(Adds attorney-general’s comments)
By Elias Hazou
The government on Monday appeared to be getting behind Interior Minister Socratis Hasikos in his long-running public spat with Auditor-general Odysseas Michaelides
In a statement, the cabinet said it has “ascertained a series of actions on the part of the auditor-general which either fall outside his constitutional jurisdictions or which interfere with the role and the work of other independent officials or which constitute involvement in the role of the executive.
“At the same time,” the statement added, “there have been observed certain public behaviours by the auditor-general that undermine the serious and credibility of the institution.”
The statement, read out to reporters by alternate government spokesman Viktoras Papadopoulos, did not get into specifics.
Asked whether this should be taken to mean that the president no longer has confidence in Michaelides, Papadopoulos said only that “the statement speaks for itself.”
Michaelides himself released a lengthy statement of his own later in the day, dismissing the notion that he had overstepped legal boundaries.
He likewise seemed to be peeved by the fact that the cabinet took a stance before the attorney-general had ruled on the constitutionality of his actions, as requested by Hasikos.
Calling the cabinet’s statement “vague and generic”, the official cited three cases where his office drew attention to possible illegal practices, following the prescribed protocol each time.
The first involved the Koshi sold waste treatment plant, where he had pointed out that Hasikos acted illegally by renewing the contract without going to tender.
This was subsequently confirmed by both the attorney-general and the Commissioner for State Aid Control.
“Should our office not have even submitted its views on this matter? Is this the kind of auditor-general we desire? One that hushes up illegal actions of ministers?”
The second case related to Hasikos’ approval of student visas for Bangladeshi nationals. Even though the application paperwork in some instances was found to be dodgy, Hasikos had decided to give them the “benefit of the doubt” and approve them.
Michaelides had reported this to the Attorney-general (AG) Costas Clerides, recommending that it might merit a police investigation.
On this, Michaelides cited Clerides, who recently opined that the auditor-general not only has the right, but is moreover duty-bound to report any suspected criminal offences.
The third case pertained to the debt-ridden Kofinou slaughterhouse, which was shuttered in 2013. Hasikos put in motion a call for tender for the leasing of the facility, even though it was technically under liquidation.
Again, Michaelides expressed reservations about the legality of the procedure, and recommended to Hasikos to seek guidance from the AG. The advice was apparently ignored.

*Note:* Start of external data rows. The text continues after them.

//! Pipeline orchestrator
//!
//! Runs each enabled source independently: fetch, then extract and decode
//! as the source requires, then persist CSV under the data folder. A
//! failure in one source is logged with its context and the run moves on
//! to the next; the summary records every outcome so the caller can
//! decide the exit status.

use std::fs;
use std::path::{Path, PathBuf};

use tracing::{error, info, warn};

use crate::archive;
use crate::bcp;
use crate::error::{Error, Result};
use crate::fetch::Fetcher;
use crate::sources::{FetchStrategy, OutputKind, SourceDescriptor};

/// How one source's run ended
#[derive(Debug)]
pub enum Outcome {
    /// Output written
    Succeeded,
    /// Source was disabled by its skip flag
    Skipped,
    /// The source's pipeline failed; no output (or partial output) remains
    Failed {
        /// The error that ended the source's run
        error: Error,
    },
}

/// Per-source outcomes of one pipeline run
#[derive(Debug, Default)]
pub struct RunSummary {
    /// (source name, outcome) pairs in processing order
    pub outcomes: Vec<(&'static str, Outcome)>,
}

impl RunSummary {
    /// Names of sources that failed
    pub fn failed_sources(&self) -> Vec<&'static str> {
        self.outcomes
            .iter()
            .filter_map(|(name, outcome)| matches!(outcome, Outcome::Failed { .. }).then_some(*name))
            .collect()
    }

    /// Whether every enabled source produced its output
    #[must_use]
    pub fn all_succeeded(&self) -> bool {
        self.failed_sources().is_empty()
    }
}

/// Sequences fetch → extract → decode → persist for each source
pub struct Pipeline {
    fetcher: Fetcher,
    folder: PathBuf,
}

impl Pipeline {
    /// Create a pipeline writing into `folder`
    pub fn new(folder: impl Into<PathBuf>) -> Result<Self> {
        Ok(Self {
            fetcher: Fetcher::new()?,
            folder: folder.into(),
        })
    }

    /// Run every descriptor in order, one at a time
    ///
    /// Only failure to create the data folder aborts the whole run; source
    /// failures are recorded in the summary and processing continues.
    pub async fn run(&self, sources: &[SourceDescriptor]) -> Result<RunSummary> {
        fs::create_dir_all(&self.folder)?;

        let mut summary = RunSummary::default();
        for source in sources {
            if source.skip {
                info!(source = source.name, "source skipped");
                summary.outcomes.push((source.name, Outcome::Skipped));
                continue;
            }
            match self.run_source(source).await {
                Ok(()) => {
                    info!(source = source.name, "source complete");
                    summary.outcomes.push((source.name, Outcome::Succeeded));
                }
                Err(e) => {
                    error!(
                        source = source.name,
                        fatal = e.is_fatal(),
                        error = %e,
                        "source failed"
                    );
                    summary
                        .outcomes
                        .push((source.name, Outcome::Failed { error: e }));
                }
            }
        }
        Ok(summary)
    }

    async fn run_source(&self, source: &SourceDescriptor) -> Result<()> {
        let body = match &source.strategy {
            FetchStrategy::Direct { url } => {
                info!(source = source.name, %url, "downloading");
                self.fetcher.download(url).await?
            }
            FetchStrategy::Form {
                url,
                form_selector,
                checkbox,
            } => {
                info!(source = source.name, %url, "downloading via form submission");
                self.fetcher
                    .download_via_form(url, form_selector, checkbox)
                    .await?
            }
            FetchStrategy::Scrape { page, link_pattern } => {
                info!(source = source.name, %page, "scraping for download link");
                self.fetcher.discover_and_download(page, link_pattern).await?
            }
        };

        match &source.output {
            OutputKind::Csv { filename } => self.write_raw(source.name, filename, &body),
            OutputKind::SingleCsvZip { filename } => {
                let entry = archive::extract_single(&body)?;
                self.write_raw(source.name, filename, &entry.data)
            }
            OutputKind::BcpZip { subfolder } => {
                let dir = self.folder.join(subfolder);
                fs::create_dir_all(&dir)?;
                let entries = archive::extract(&body)?;
                if entries.is_empty() {
                    warn!(source = source.name, "archive contained no file entries");
                }
                for entry in entries {
                    let path = dir.join(&entry.name);
                    write_decoded_csv(&path, &entry.data)?;
                    info!(source = source.name, file = %entry.name, "decoded extract written");
                }
                Ok(())
            }
        }
    }

    fn write_raw(&self, source: &str, filename: &str, bytes: &[u8]) -> Result<()> {
        let path = self.folder.join(filename);
        fs::write(&path, bytes)?;
        info!(source, path = %path.display(), bytes = bytes.len(), "written");
        Ok(())
    }
}

/// Decode one bulk extract and serialize it as CSV at `path`
///
/// Rows stream straight from the decoder into the writer, so memory stays
/// proportional to one row. Fields are re-encoded to ISO-8859-1 on the way
/// out, preserving the corpus encoding byte for byte. A decode error
/// removes the partial file before propagating; truncated input must not
/// masquerade as a valid (short) CSV.
fn write_decoded_csv(path: &Path, payload: &[u8]) -> Result<()> {
    let mut writer = csv::Writer::from_path(path)?;
    for row in bcp::decode(payload) {
        let row = match row {
            Ok(row) => row,
            Err(e) => {
                drop(writer);
                let _ = fs::remove_file(path);
                return Err(e);
            }
        };
        writer.write_record(row.iter().map(|field| latin1_bytes(field)))?;
    }
    writer.flush()?;
    Ok(())
}

/// Narrow a decoded field back to ISO-8859-1 bytes
///
/// Decoded fields only contain code points below U+0100, the image of the
/// Latin-1 decode; anything else would be a logic error and is replaced
/// with `?` rather than corrupting the output width.
fn latin1_bytes(field: &str) -> Vec<u8> {
    field
        .chars()
        .map(|c| u8::try_from(u32::from(c)).unwrap_or(b'?'))
        .collect()
}
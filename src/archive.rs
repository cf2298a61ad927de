//! ZIP payload extraction
//!
//! Regulator downloads arrive as in-memory ZIP payloads, never as files on
//! disk, so extraction works over a byte slice and yields each entry's
//! decompressed bytes paired with its output filename. Legacy `.bcp`
//! extensions are mapped to `.csv` here so downstream naming never sees
//! the bulk-export extension.

use std::io::{Cursor, Read};
use std::path::Path;

use tracing::debug;

use crate::error::{Error, Result};

/// One decompressed archive entry
#[derive(Debug, Clone, PartialEq, Eq)]
pub struct ArchiveEntry {
    /// Output filename: the entry's original name with a legacy `.bcp`
    /// extension mapped to `.csv`
    pub name: String,
    /// The entry's decompressed bytes
    pub data: Vec<u8>,
}

/// Extract every file entry from a ZIP payload
///
/// Directory entries are skipped. Fails with [`Error::Archive`] if the
/// payload cannot be parsed as a ZIP container.
pub fn extract(archive: &[u8]) -> Result<Vec<ArchiveEntry>> {
    let mut zip = zip::ZipArchive::new(Cursor::new(archive))
        .map_err(|e| Error::Archive(format!("not a valid ZIP container: {e}")))?;

    let mut entries = Vec::with_capacity(zip.len());
    for i in 0..zip.len() {
        let mut file = zip
            .by_index(i)
            .map_err(|e| Error::Archive(format!("failed to read ZIP entry {i}: {e}")))?;
        if file.is_dir() {
            continue;
        }
        let mut data = Vec::with_capacity(file.size() as usize);
        file.read_to_end(&mut data)
            .map_err(|e| Error::Archive(format!("failed to decompress `{}`: {e}", file.name())))?;
        let name = csv_name(file.name());
        debug!(entry = %name, bytes = data.len(), "extracted ZIP entry");
        entries.push(ArchiveEntry { name, data });
    }
    Ok(entries)
}

/// Extract a ZIP payload asserted to hold exactly one file entry
///
/// Used by the single-file regulator source, whose downstream logic
/// assumes exactly one payload. Any other entry count is a structural
/// violation and fails with [`Error::UnexpectedEntryCount`].
pub fn extract_single(archive: &[u8]) -> Result<ArchiveEntry> {
    let mut entries = extract(archive)?;
    match entries.len() {
        1 => Ok(entries.remove(0)),
        found => Err(Error::UnexpectedEntryCount { expected: 1, found }),
    }
}

/// Map a legacy `.bcp` filename to its `.csv` output name
fn csv_name(entry_name: &str) -> String {
    let path = Path::new(entry_name);
    match path.extension() {
        Some(ext) if ext.eq_ignore_ascii_case("bcp") => {
            path.with_extension("csv").to_string_lossy().into_owned()
        }
        _ => entry_name.to_string(),
    }
}

#[allow(clippy::unwrap_used, clippy::expect_used)]
#[cfg(test)]
mod tests {
    use super::*;
    use std::io::Write;
    use zip::write::FileOptions;

    /// Build an in-memory ZIP with the given (name, bytes) entries
    fn make_zip(entries: &[(&str, &[u8])]) -> Vec<u8> {
        let mut writer = zip::ZipWriter::new(Cursor::new(Vec::new()));
        for (name, data) in entries {
            writer.start_file(*name, FileOptions::default()).unwrap();
            writer.write_all(data).unwrap();
        }
        writer.finish().unwrap().into_inner()
    }

    #[test]
    fn extracts_all_entries_with_names_and_bytes() {
        let archive = make_zip(&[
            ("extract_charity.bcp", b"a@**@b*@@*"),
            ("extract_main.bcp", b"c*@@*"),
        ]);
        let entries = extract(&archive).unwrap();
        assert_eq!(entries.len(), 2);
        assert_eq!(entries[0].name, "extract_charity.csv");
        assert_eq!(entries[0].data, b"a@**@b*@@*");
        assert_eq!(entries[1].name, "extract_main.csv");
    }

    #[test]
    fn non_bcp_extensions_are_left_alone() {
        let archive = make_zip(&[("register.csv", b"name,number\n")]);
        let entries = extract(&archive).unwrap();
        assert_eq!(entries[0].name, "register.csv");
    }

    #[test]
    fn bcp_extension_mapping_is_case_insensitive() {
        let archive = make_zip(&[("EXTRACT.BCP", b"x*@@*")]);
        let entries = extract(&archive).unwrap();
        assert_eq!(entries[0].name, "EXTRACT.csv");
    }

    #[test]
    fn single_entry_assertion_passes_on_one_entry() {
        let archive = make_zip(&[("oscr.csv", b"data")]);
        let entry = extract_single(&archive).unwrap();
        assert_eq!(entry.name, "oscr.csv");
        assert_eq!(entry.data, b"data");
    }

    #[test]
    fn single_entry_assertion_fails_on_two_entries() {
        let archive = make_zip(&[("a.csv", b"1"), ("b.csv", b"2")]);
        let err = extract_single(&archive).unwrap_err();
        match err {
            Error::UnexpectedEntryCount { expected, found } => {
                assert_eq!(expected, 1);
                assert_eq!(found, 2);
            }
            other => panic!("expected UnexpectedEntryCount, got {other:?}"),
        }
        assert!(err_is_fatal(&archive));
    }

    fn err_is_fatal(archive: &[u8]) -> bool {
        extract_single(archive).unwrap_err().is_fatal()
    }

    #[test]
    fn single_entry_assertion_fails_on_empty_archive() {
        let archive = make_zip(&[]);
        let err = extract_single(&archive).unwrap_err();
        assert!(matches!(
            err,
            Error::UnexpectedEntryCount {
                expected: 1,
                found: 0
            }
        ));
    }

    #[test]
    fn garbage_payload_is_an_archive_error() {
        let err = extract(b"this is not a zip file").unwrap_err();
        assert!(matches!(err, Error::Archive(_)));
        assert!(!err.is_fatal());
    }
}
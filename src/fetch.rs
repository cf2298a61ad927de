//! Source fetchers for the regulator endpoints
//!
//! Three fetch strategies, one per regulator publishing style:
//!
//! - **Direct download**: GET a fixed URL, return the body bytes.
//! - **Form-submission download**: load a page, locate a named form, tick
//!   the regulator's mandatory accept-terms checkbox, submit, return the
//!   response bytes.
//! - **Scrape-then-download**: load a page, find the first anchor whose
//!   resolved target matches a URL pattern, then download that target.
//!
//! All strategies are single-attempt; retries and scheduling are the
//! operator's concern. The HTML steps are split out as pure functions
//! ([`find_first_link`], [`parse_form`]) so they can be exercised against
//! static fixtures without a live network.

use std::time::Duration;

use regex::Regex;
use scraper::{Html, Selector};
use tracing::{debug, info};
use url::Url;

use crate::error::{Error, Result};

/// Request timeout applied to every regulator request
const REQUEST_TIMEOUT: Duration = Duration::from_secs(120);

const USER_AGENT: &str = concat!("charity-ingest/", env!("CARGO_PKG_VERSION"));

/// HTTP fetcher shared by all source strategies
pub struct Fetcher {
    client: reqwest::Client,
}

impl Fetcher {
    /// Create a fetcher with the crate's user agent and default timeouts
    pub fn new() -> Result<Self> {
        let client = reqwest::Client::builder()
            .user_agent(USER_AGENT)
            .timeout(REQUEST_TIMEOUT)
            .build()?;
        Ok(Self { client })
    }

    /// GET a fixed URL and return the body bytes
    ///
    /// Fails with [`Error::Fetch`] on any non-2xx status.
    pub async fn download(&self, url: &Url) -> Result<Vec<u8>> {
        debug!(%url, "downloading");
        let response = self.client.get(url.clone()).send().await?;
        let response = check_status(response, url)?;
        Ok(response.bytes().await?.to_vec())
    }

    /// Load a page, submit the named form with the accept-terms checkbox
    /// set, and return the response bytes
    ///
    /// The form's pre-populated inputs (hidden viewstate fields and the
    /// like) are carried through the submission, and its `action` is
    /// resolved against the page URL.
    pub async fn download_via_form(
        &self,
        page: &Url,
        form_selector: &str,
        checkbox: &str,
    ) -> Result<Vec<u8>> {
        let html = self.get_text(page).await?;
        let mut form = parse_form(&html, page, form_selector)?;
        form.fields.push((checkbox.to_string(), "on".to_string()));
        info!(%page, action = %form.action, "submitting form");

        let response = self
            .client
            .post(form.action.clone())
            .form(&form.fields)
            .send()
            .await?;
        let response = check_status(response, &form.action)?;
        Ok(response.bytes().await?.to_vec())
    }

    /// Scrape a page for the first link matching `pattern`, then download it
    ///
    /// Fails with [`Error::LinkNotFound`] when no anchor on the page
    /// resolves to a matching URL.
    pub async fn discover_and_download(&self, page: &Url, pattern: &Regex) -> Result<Vec<u8>> {
        let html = self.get_text(page).await?;
        let target = find_first_link(&html, page, pattern).ok_or_else(|| Error::LinkNotFound {
            url: page.to_string(),
            pattern: pattern.as_str().to_string(),
        })?;
        info!(%page, %target, "discovered download link");
        self.download(&target).await
    }

    async fn get_text(&self, url: &Url) -> Result<String> {
        let response = self.client.get(url.clone()).send().await?;
        let response = check_status(response, url)?;
        Ok(response.text().await?)
    }
}

fn check_status(response: reqwest::Response, url: &Url) -> Result<reqwest::Response> {
    let status = response.status();
    if !status.is_success() {
        return Err(Error::Fetch {
            url: url.to_string(),
            status: status.as_u16(),
            reason: status.canonical_reason().unwrap_or("unknown").to_string(),
        });
    }
    Ok(response)
}

/// A form ready for submission: resolved action URL plus its field values
#[derive(Debug, Clone)]
pub struct FormSubmission {
    /// Absolute URL the form posts to
    pub action: Url,
    /// Name/value pairs the form would submit
    pub fields: Vec<(String, String)>,
}

/// Locate the first anchor in `html` whose href, resolved against `base`,
/// matches `pattern`
///
/// Returns the absolute URL of the match, or `None` when no anchor
/// qualifies. Unresolvable hrefs are skipped.
pub fn find_first_link(html: &str, base: &Url, pattern: &Regex) -> Option<Url> {
    let document = Html::parse_document(html);
    let selector = Selector::parse("a[href]").ok()?;
    document.select(&selector).find_map(|anchor| {
        let href = anchor.value().attr("href")?;
        let resolved = base.join(href).ok()?;
        pattern.is_match(resolved.as_str()).then_some(resolved)
    })
}

/// Extract the form matching `form_selector` from `html`
///
/// Collects the submittable input values the browser would send: hidden
/// and text inputs with their `value` attributes, checkboxes and radios
/// only when pre-checked. Buttons are left out. The form `action` is
/// resolved against `base`; a form without an action posts back to the
/// page itself.
pub fn parse_form(html: &str, base: &Url, form_selector: &str) -> Result<FormSubmission> {
    let document = Html::parse_document(html);
    let selector = Selector::parse(form_selector)
        .map_err(|e| Error::Html(format!("invalid form selector `{form_selector}`: {e}")))?;
    let form = document
        .select(&selector)
        .next()
        .ok_or_else(|| Error::FormNotFound {
            url: base.to_string(),
            selector: form_selector.to_string(),
        })?;

    let action = match form.value().attr("action") {
        Some(action) if !action.is_empty() => base.join(action)?,
        _ => base.clone(),
    };

    let input_selector = Selector::parse("input[name]")
        .map_err(|e| Error::Html(format!("selector error: {e}")))?;
    let mut fields = Vec::new();
    for input in form.select(&input_selector) {
        let element = input.value();
        let Some(name) = element.attr("name") else {
            continue;
        };
        let kind = element.attr("type").unwrap_or("text").to_ascii_lowercase();
        match kind.as_str() {
            "checkbox" | "radio" => {
                if element.attr("checked").is_some() {
                    let value = element.attr("value").unwrap_or("on");
                    fields.push((name.to_string(), value.to_string()));
                }
            }
            "submit" | "button" | "image" | "reset" | "file" => {}
            _ => {
                let value = element.attr("value").unwrap_or("");
                fields.push((name.to_string(), value.to_string()));
            }
        }
    }

    Ok(FormSubmission { action, fields })
}

#[allow(clippy::unwrap_used, clippy::expect_used)]
#[cfg(test)]
mod tests {
    use super::*;
    use wiremock::matchers::{method, path};
    use wiremock::{Mock, MockServer, ResponseTemplate};

    fn base() -> Url {
        Url::parse("http://data.example.gov.uk/downloads").unwrap()
    }

    // -- pure HTML helpers against static fixtures --

    #[test]
    fn finds_first_matching_link_and_resolves_relative_href() {
        let html = r#"
            <html><body>
              <a href="/about">About</a>
              <a href="/data/2024/RegPlusExtract_March.zip">March</a>
              <a href="/data/2024/RegPlusExtract_April.zip">April</a>
            </body></html>
        "#;
        let pattern = Regex::new(r"/data/.*?/RegPlusExtract.*?\.zip").unwrap();
        let url = find_first_link(html, &base(), &pattern).unwrap();
        assert_eq!(
            url.as_str(),
            "http://data.example.gov.uk/data/2024/RegPlusExtract_March.zip"
        );
    }

    #[test]
    fn no_matching_anchor_yields_none() {
        let html = r#"<a href="/about">About</a>"#;
        let pattern = Regex::new(r"\.zip$").unwrap();
        assert!(find_first_link(html, &base(), &pattern).is_none());
    }

    #[test]
    fn unresolvable_hrefs_are_skipped() {
        let html = r#"
            <a href="http://[bad">broken</a>
            <a href="files/register.zip">good</a>
        "#;
        let pattern = Regex::new(r"\.zip$").unwrap();
        let url = find_first_link(html, &base(), &pattern).unwrap();
        assert!(url.as_str().ends_with("files/register.zip"));
    }

    #[test]
    fn parse_form_collects_hidden_inputs_and_resolves_action() {
        let html = r#"
            <form id="siteForm" action="/register/download">
              <input type="hidden" name="__VIEWSTATE" value="abc123" />
              <input type="hidden" name="__EVENTVALIDATION" value="xyz" />
              <input type="checkbox" name="acceptTerms" />
              <input type="submit" name="go" value="Download" />
            </form>
        "#;
        let form = parse_form(html, &base(), "#siteForm").unwrap();
        assert_eq!(
            form.action.as_str(),
            "http://data.example.gov.uk/register/download"
        );
        // unchecked checkbox and the submit button are not submitted
        assert_eq!(
            form.fields,
            vec![
                ("__VIEWSTATE".to_string(), "abc123".to_string()),
                ("__EVENTVALIDATION".to_string(), "xyz".to_string()),
            ]
        );
    }

    #[test]
    fn parse_form_keeps_prechecked_checkboxes() {
        let html = r#"
            <form id="f">
              <input type="checkbox" name="remember" checked value="yes" />
            </form>
        "#;
        let form = parse_form(html, &base(), "#f").unwrap();
        assert_eq!(form.fields, vec![("remember".to_string(), "yes".to_string())]);
        // no action attribute: posts back to the page
        assert_eq!(form.action, base());
    }

    #[test]
    fn missing_form_is_form_not_found() {
        let err = parse_form("<html></html>", &base(), "#uxSiteForm").unwrap_err();
        assert!(matches!(err, Error::FormNotFound { selector, .. } if selector == "#uxSiteForm"));
    }

    // -- fetch strategies against a mock server --

    #[tokio::test]
    async fn direct_download_returns_body_bytes() {
        let server = MockServer::start().await;
        Mock::given(method("GET"))
            .and(path("/register.csv"))
            .respond_with(ResponseTemplate::new(200).set_body_bytes(b"name,number\n".to_vec()))
            .mount(&server)
            .await;

        let fetcher = Fetcher::new().unwrap();
        let url = Url::parse(&format!("{}/register.csv", server.uri())).unwrap();
        let body = fetcher.download(&url).await.unwrap();
        assert_eq!(body, b"name,number\n");
    }

    #[tokio::test]
    async fn direct_download_surfaces_non_2xx_as_fetch_error() {
        let server = MockServer::start().await;
        Mock::given(method("GET"))
            .and(path("/register.csv"))
            .respond_with(ResponseTemplate::new(500))
            .mount(&server)
            .await;

        let fetcher = Fetcher::new().unwrap();
        let url = Url::parse(&format!("{}/register.csv", server.uri())).unwrap();
        let err = fetcher.download(&url).await.unwrap_err();
        match err {
            Error::Fetch { status, .. } => assert_eq!(status, 500),
            other => panic!("expected Fetch error, got {other:?}"),
        }
    }

    #[tokio::test]
    async fn form_submission_posts_hidden_fields_and_checkbox() {
        let server = MockServer::start().await;
        let page_html = r#"
            <form id="uxSiteForm" action="/download" method="post">
              <input type="hidden" name="__VIEWSTATE" value="vs" />
              <input type="checkbox" name="cbTermsConditions" />
            </form>
        "#;
        Mock::given(method("GET"))
            .and(path("/register-download"))
            .respond_with(ResponseTemplate::new(200).set_body_string(page_html))
            .mount(&server)
            .await;
        Mock::given(method("POST"))
            .and(path("/download"))
            .respond_with(ResponseTemplate::new(200).set_body_bytes(b"PK\x03\x04zipbytes".to_vec()))
            .mount(&server)
            .await;

        let fetcher = Fetcher::new().unwrap();
        let page = Url::parse(&format!("{}/register-download", server.uri())).unwrap();
        let body = fetcher
            .download_via_form(&page, "#uxSiteForm", "cbTermsConditions")
            .await
            .unwrap();
        assert_eq!(body, b"PK\x03\x04zipbytes");

        let requests = server.received_requests().await.unwrap();
        let post = requests
            .iter()
            .find(|r| r.method.to_string() == "POST")
            .unwrap();
        let form_body = String::from_utf8(post.body.clone()).unwrap();
        assert!(form_body.contains("__VIEWSTATE=vs"));
        assert!(form_body.contains("cbTermsConditions=on"));
    }

    #[tokio::test]
    async fn form_submission_500_carries_status_in_error() {
        let server = MockServer::start().await;
        let page_html = r#"<form id="f" action="/download"></form>"#;
        Mock::given(method("GET"))
            .and(path("/page"))
            .respond_with(ResponseTemplate::new(200).set_body_string(page_html))
            .mount(&server)
            .await;
        Mock::given(method("POST"))
            .and(path("/download"))
            .respond_with(ResponseTemplate::new(500))
            .mount(&server)
            .await;

        let fetcher = Fetcher::new().unwrap();
        let page = Url::parse(&format!("{}/page", server.uri())).unwrap();
        let err = fetcher
            .download_via_form(&page, "#f", "accept")
            .await
            .unwrap_err();
        match err {
            Error::Fetch { status, reason, .. } => {
                assert_eq!(status, 500);
                assert_eq!(reason, "Internal Server Error");
            }
            other => panic!("expected Fetch error, got {other:?}"),
        }
    }

    #[tokio::test]
    async fn scrape_then_download_follows_discovered_link() {
        let server = MockServer::start().await;
        let page_html = r#"
            <a href="/about">About</a>
            <a href="/data/extract/RegPlusExtract_2024.zip">Download</a>
        "#;
        Mock::given(method("GET"))
            .and(path("/"))
            .respond_with(ResponseTemplate::new(200).set_body_string(page_html))
            .mount(&server)
            .await;
        Mock::given(method("GET"))
            .and(path("/data/extract/RegPlusExtract_2024.zip"))
            .respond_with(ResponseTemplate::new(200).set_body_bytes(b"zipdata".to_vec()))
            .mount(&server)
            .await;

        let fetcher = Fetcher::new().unwrap();
        let page = Url::parse(&server.uri()).unwrap();
        let pattern = Regex::new(r"/data/.*?/RegPlusExtract.*?\.zip").unwrap();
        let body = fetcher.discover_and_download(&page, &pattern).await.unwrap();
        assert_eq!(body, b"zipdata");
    }

    #[tokio::test]
    async fn scrape_without_matching_link_is_link_not_found() {
        let server = MockServer::start().await;
        Mock::given(method("GET"))
            .and(path("/"))
            .respond_with(
                ResponseTemplate::new(200).set_body_string(r#"<a href="/about">About</a>"#),
            )
            .mount(&server)
            .await;

        let fetcher = Fetcher::new().unwrap();
        let page = Url::parse(&server.uri()).unwrap();
        let pattern = Regex::new(r"RegPlusExtract.*?\.zip").unwrap();
        let err = fetcher
            .discover_and_download(&page, &pattern)
            .await
            .unwrap_err();
        assert!(matches!(err, Error::LinkNotFound { .. }));
    }
}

In his statement, the auditor-general took exception with the cabinet’s reference of dubious “public behaviours”.
“The cabinet would be remiss if it sought an auditor-general who either quashes various issues because they involve government ministers or one who does not respond to remarks by ministers, remarks which are borderline slanderous and which tend to mock the auditor-general personally, such as references to superstars, emperors, bogeymen, man-eaters, etc.”
On Monday, Hasikos was set to provide the AG with “evidence” suggesting that Michaelides had exceeded the powers vested in him by the constitution.
Commenting on this, Michaelides said his office would “respect” whatever the AG found.
Later in the day, the AG in a statement confirmed he personally received a letter and documents over the matter.
Stressing he had no intention of becoming embroiled in the public spat between the auditor and Hasikos, he noted he would only handle the legal matter brought before him by any state institution.
The AG “will perform his duty objectively and undistracted, independent of any statements, opinions or third party findings.”
A day earlier, speaking to the media, the minister said his evidence concerned the Kofinou slaughterhouse and the Koshi plant.
The AG also confirmed Hasikos had a few days ago sent him information relating to the Kofinou slaughterhouse for him to evaluate.
“The auditor-general’s office dropped hints to the effect I was involved in suspect dealings. It is now up to the attorney general to determine if there is any truth to this,” Hasikos said.
Responding to a question, he confirmed that he would also be asking the AG to look into the role of the state treasurer.
Hasikos claims that in his report Michaelides missed that the state treasurer’s husband was the number one opponent of selling or even leasing the slaughterhouse.
He suggested that treasurer Rea Georgiou had access to inside information which might benefit her spouse.
The minister said he had previously secured a court order allowing the state to sell or lease the Kofinou slaughterhouse after it closed.
But recently he received a letter from the auditor-general advising to “stop what you are doing with the leasing of the slaughterhouse.”
Hasikos went on to allege that a meeting was subsequently held at the office of the Commissioner for State Aid Control, in which there took part representatives of the interior ministry, the treasurer, the attorney-general’s office and the auditor-general in person.
A few hours later, the minister claimed, the court issued a new order forbidding the state to lease the slaughterhouse.
Responding to this point, Michaelides said there was nothing improper with a treasury rep being present at the meeting. There would have been a problem if Georgiou herself was present, he added.